Dataset extract ::

____

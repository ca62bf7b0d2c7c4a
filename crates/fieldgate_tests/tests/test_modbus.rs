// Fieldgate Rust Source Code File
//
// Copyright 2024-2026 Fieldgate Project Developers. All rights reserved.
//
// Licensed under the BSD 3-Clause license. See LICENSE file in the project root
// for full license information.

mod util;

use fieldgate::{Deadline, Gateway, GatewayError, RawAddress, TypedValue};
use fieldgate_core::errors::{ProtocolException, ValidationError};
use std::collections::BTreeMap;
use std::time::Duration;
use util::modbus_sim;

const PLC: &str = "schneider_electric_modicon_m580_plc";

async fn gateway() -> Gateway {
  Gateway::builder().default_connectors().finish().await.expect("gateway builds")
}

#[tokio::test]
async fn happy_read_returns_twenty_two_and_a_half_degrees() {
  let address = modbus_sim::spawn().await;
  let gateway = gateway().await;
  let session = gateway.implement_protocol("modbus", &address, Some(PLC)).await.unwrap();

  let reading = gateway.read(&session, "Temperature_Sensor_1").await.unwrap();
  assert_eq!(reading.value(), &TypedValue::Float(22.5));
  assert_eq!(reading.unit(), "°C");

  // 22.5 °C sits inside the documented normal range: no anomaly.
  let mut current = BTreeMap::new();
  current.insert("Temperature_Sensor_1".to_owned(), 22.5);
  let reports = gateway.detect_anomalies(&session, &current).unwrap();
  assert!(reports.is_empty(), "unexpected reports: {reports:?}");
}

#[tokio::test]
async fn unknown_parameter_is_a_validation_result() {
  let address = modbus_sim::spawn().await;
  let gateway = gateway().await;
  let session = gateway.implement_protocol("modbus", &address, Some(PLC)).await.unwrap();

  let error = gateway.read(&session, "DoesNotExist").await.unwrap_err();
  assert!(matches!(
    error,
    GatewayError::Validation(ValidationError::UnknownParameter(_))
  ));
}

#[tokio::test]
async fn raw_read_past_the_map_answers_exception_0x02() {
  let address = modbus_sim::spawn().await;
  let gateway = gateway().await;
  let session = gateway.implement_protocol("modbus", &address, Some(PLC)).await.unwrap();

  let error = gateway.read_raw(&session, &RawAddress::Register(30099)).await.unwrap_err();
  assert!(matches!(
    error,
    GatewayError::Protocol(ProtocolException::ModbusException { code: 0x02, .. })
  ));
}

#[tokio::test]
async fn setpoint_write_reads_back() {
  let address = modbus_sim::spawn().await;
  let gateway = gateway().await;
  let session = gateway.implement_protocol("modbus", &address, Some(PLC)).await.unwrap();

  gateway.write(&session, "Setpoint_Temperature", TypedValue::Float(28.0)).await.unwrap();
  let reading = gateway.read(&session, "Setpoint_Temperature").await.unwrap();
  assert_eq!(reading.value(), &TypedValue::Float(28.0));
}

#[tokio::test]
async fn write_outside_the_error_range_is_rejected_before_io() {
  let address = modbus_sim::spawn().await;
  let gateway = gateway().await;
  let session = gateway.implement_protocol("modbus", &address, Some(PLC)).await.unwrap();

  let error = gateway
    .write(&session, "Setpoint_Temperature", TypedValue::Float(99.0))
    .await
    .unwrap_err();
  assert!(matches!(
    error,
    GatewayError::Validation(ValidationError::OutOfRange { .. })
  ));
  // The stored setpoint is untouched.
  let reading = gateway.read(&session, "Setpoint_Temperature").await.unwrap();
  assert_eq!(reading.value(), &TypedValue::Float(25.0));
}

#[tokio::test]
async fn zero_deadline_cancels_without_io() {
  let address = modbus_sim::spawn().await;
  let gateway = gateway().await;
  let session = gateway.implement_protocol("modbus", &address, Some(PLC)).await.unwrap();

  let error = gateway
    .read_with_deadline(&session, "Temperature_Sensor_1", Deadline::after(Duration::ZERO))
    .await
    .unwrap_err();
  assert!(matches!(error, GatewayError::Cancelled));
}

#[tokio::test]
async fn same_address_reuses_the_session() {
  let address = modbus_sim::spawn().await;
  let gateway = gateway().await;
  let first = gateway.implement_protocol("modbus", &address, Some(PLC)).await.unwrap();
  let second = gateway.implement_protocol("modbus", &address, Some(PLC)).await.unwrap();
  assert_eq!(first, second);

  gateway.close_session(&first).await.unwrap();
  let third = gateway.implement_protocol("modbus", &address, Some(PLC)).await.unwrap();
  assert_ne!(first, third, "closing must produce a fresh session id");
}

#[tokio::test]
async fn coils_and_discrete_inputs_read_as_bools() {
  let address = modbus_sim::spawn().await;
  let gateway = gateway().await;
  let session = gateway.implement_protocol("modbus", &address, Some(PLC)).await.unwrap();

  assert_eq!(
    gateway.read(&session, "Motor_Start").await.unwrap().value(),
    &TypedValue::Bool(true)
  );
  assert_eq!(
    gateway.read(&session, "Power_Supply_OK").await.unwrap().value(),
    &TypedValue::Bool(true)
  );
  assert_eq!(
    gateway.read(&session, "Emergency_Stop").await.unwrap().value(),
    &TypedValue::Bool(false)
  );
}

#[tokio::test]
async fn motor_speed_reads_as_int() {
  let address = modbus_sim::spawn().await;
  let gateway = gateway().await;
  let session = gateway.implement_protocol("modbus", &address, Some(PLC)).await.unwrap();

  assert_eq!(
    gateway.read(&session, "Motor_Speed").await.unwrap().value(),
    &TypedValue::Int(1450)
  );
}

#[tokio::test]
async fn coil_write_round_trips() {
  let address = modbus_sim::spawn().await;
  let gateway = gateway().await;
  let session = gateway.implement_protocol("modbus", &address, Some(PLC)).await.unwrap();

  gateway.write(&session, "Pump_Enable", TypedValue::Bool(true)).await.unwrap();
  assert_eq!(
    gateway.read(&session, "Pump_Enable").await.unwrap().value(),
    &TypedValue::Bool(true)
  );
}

____

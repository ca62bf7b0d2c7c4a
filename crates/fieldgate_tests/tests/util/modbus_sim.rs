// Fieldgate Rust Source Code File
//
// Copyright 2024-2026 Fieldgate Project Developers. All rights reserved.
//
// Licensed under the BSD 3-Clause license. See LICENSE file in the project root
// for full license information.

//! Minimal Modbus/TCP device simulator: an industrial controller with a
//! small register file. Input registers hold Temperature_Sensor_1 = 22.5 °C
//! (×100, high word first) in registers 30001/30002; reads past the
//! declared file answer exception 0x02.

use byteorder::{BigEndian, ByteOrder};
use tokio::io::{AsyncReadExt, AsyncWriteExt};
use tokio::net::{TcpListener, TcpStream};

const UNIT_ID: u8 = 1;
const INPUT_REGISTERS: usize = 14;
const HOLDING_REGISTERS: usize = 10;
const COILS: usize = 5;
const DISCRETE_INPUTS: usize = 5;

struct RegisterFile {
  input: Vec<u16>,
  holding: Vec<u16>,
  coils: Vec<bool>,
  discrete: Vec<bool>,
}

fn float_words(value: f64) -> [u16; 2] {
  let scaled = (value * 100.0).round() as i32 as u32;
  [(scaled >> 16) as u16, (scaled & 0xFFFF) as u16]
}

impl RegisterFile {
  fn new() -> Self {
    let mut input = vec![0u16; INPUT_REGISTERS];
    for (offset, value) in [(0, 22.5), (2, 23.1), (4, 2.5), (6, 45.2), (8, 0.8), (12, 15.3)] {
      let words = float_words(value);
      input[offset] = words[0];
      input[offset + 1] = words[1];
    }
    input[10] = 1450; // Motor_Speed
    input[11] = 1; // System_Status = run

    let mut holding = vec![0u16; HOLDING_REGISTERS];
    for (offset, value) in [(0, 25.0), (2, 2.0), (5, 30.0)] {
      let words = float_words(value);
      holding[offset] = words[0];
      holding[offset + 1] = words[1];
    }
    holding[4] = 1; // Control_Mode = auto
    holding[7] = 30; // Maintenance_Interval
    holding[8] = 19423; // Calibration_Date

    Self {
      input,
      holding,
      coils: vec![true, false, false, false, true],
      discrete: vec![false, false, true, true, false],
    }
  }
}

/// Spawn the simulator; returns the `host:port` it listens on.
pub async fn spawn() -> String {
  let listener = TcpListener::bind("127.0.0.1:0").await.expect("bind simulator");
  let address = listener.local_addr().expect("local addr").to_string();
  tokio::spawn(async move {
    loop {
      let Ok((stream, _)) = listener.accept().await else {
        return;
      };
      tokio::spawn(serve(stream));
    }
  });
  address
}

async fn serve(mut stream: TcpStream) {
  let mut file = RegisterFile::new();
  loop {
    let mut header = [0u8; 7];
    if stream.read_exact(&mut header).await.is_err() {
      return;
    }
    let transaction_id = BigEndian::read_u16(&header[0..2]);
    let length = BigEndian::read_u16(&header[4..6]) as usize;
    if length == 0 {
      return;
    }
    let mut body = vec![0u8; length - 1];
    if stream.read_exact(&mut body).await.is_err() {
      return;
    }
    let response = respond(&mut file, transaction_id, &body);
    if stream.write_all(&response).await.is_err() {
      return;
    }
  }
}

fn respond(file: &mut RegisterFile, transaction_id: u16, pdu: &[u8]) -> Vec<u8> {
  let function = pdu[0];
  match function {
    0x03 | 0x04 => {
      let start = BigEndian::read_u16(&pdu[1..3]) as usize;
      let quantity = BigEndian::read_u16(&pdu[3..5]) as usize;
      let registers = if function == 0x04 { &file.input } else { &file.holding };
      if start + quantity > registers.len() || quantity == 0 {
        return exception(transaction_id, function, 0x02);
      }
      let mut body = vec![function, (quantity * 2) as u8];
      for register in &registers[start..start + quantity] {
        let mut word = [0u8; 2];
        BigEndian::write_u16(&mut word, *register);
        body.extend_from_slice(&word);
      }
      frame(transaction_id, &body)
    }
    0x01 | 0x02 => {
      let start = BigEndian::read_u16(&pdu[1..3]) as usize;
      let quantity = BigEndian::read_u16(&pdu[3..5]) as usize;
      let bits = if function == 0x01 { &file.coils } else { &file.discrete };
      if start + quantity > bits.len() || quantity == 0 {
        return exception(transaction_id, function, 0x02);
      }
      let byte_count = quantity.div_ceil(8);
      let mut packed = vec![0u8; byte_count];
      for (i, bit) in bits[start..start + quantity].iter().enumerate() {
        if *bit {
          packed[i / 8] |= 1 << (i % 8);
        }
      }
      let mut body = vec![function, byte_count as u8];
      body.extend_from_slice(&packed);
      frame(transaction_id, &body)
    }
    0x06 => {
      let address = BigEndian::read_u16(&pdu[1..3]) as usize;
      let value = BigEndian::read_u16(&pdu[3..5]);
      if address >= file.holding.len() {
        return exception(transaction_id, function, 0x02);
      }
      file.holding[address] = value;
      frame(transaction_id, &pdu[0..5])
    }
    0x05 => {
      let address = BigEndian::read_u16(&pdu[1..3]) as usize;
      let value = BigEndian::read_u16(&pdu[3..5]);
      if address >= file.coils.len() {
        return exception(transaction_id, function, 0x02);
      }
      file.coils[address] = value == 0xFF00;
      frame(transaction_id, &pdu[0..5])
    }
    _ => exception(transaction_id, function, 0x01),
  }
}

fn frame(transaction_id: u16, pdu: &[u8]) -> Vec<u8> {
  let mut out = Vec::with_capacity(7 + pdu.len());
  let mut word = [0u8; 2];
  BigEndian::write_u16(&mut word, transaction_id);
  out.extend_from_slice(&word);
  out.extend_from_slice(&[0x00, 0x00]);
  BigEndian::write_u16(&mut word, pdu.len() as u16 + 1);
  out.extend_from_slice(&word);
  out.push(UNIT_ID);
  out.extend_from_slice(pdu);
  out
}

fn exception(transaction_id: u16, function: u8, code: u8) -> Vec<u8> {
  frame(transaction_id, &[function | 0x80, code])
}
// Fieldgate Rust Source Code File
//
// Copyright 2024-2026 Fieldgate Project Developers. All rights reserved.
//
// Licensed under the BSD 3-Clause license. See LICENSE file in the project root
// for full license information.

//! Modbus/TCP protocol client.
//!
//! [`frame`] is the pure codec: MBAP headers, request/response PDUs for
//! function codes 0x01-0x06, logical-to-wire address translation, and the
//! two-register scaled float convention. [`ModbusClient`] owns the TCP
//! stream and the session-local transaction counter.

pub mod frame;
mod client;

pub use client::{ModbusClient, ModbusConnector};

____

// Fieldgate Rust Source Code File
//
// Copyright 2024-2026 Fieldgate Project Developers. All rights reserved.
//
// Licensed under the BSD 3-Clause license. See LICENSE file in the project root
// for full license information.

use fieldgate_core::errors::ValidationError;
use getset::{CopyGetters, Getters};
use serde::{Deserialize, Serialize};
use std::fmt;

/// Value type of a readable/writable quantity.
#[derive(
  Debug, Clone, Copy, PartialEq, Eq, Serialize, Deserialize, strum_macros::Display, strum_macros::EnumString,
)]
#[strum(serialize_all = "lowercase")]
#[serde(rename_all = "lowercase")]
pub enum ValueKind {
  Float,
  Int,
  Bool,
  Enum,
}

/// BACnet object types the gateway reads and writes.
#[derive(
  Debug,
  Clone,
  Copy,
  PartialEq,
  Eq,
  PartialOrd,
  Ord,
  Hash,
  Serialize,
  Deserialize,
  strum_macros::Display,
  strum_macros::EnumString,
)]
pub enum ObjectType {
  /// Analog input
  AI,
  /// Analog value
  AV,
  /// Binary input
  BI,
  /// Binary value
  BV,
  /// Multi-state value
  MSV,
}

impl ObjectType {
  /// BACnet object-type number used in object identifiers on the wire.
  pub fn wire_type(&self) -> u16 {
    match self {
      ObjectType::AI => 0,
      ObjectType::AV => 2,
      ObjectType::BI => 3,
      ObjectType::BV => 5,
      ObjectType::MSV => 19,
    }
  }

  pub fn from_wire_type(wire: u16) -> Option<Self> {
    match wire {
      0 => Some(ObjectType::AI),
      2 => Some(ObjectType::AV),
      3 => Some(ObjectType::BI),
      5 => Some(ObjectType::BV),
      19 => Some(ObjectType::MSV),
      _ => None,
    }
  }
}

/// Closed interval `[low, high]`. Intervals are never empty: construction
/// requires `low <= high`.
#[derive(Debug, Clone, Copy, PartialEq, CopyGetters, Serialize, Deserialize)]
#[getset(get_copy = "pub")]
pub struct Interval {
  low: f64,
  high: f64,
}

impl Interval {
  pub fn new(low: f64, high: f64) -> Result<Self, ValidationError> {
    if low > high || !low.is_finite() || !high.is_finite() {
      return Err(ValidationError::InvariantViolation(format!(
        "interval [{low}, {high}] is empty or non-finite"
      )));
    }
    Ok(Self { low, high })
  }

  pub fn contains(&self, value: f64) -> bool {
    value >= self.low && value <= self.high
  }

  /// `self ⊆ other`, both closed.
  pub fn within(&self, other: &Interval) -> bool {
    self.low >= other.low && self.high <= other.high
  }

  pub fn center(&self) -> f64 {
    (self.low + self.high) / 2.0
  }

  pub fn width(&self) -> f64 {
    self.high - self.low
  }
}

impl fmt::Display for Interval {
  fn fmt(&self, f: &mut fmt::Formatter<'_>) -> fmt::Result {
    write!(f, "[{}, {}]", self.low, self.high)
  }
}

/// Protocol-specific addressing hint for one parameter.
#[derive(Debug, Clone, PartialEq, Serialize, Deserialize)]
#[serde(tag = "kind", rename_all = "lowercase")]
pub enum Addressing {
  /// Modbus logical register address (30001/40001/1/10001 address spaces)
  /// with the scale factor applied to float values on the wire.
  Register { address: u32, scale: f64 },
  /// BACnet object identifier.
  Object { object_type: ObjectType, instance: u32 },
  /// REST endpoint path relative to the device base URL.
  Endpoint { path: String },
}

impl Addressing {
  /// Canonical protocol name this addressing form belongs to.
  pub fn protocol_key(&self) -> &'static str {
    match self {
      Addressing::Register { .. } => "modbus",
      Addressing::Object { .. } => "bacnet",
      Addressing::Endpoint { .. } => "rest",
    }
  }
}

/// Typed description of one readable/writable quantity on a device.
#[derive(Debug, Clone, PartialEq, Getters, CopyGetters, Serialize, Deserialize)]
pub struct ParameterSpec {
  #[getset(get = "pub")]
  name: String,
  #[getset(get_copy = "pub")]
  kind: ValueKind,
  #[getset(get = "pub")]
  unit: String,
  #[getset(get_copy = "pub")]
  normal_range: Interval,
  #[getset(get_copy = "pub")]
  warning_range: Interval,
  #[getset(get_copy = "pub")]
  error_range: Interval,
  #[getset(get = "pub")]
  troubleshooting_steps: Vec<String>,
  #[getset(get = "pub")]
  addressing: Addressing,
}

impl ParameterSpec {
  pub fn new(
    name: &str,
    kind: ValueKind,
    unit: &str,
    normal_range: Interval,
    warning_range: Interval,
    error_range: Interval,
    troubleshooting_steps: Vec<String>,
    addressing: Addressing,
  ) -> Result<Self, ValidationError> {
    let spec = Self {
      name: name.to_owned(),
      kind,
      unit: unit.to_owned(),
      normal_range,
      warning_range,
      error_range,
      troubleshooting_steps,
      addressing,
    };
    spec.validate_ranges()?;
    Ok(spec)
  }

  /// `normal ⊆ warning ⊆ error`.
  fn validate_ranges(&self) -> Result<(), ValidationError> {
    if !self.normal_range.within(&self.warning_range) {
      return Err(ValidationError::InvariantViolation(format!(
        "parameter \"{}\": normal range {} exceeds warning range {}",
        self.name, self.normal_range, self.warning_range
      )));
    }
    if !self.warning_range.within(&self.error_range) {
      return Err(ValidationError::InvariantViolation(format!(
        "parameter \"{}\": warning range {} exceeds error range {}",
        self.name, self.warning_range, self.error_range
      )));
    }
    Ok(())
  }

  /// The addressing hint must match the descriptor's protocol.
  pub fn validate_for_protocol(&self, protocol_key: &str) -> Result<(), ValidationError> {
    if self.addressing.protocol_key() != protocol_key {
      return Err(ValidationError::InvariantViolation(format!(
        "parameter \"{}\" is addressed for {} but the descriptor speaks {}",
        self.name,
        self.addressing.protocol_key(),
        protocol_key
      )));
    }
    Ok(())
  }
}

____

Exercise description ::
Show all lines in the entries above where the word "TcpListener" appears.

Answer for this exercise ::
use tokio::net::{TcpListener, TcpStream};
  let listener = TcpListener::bind("127.0.0.1:0").await.expect("bind simulator");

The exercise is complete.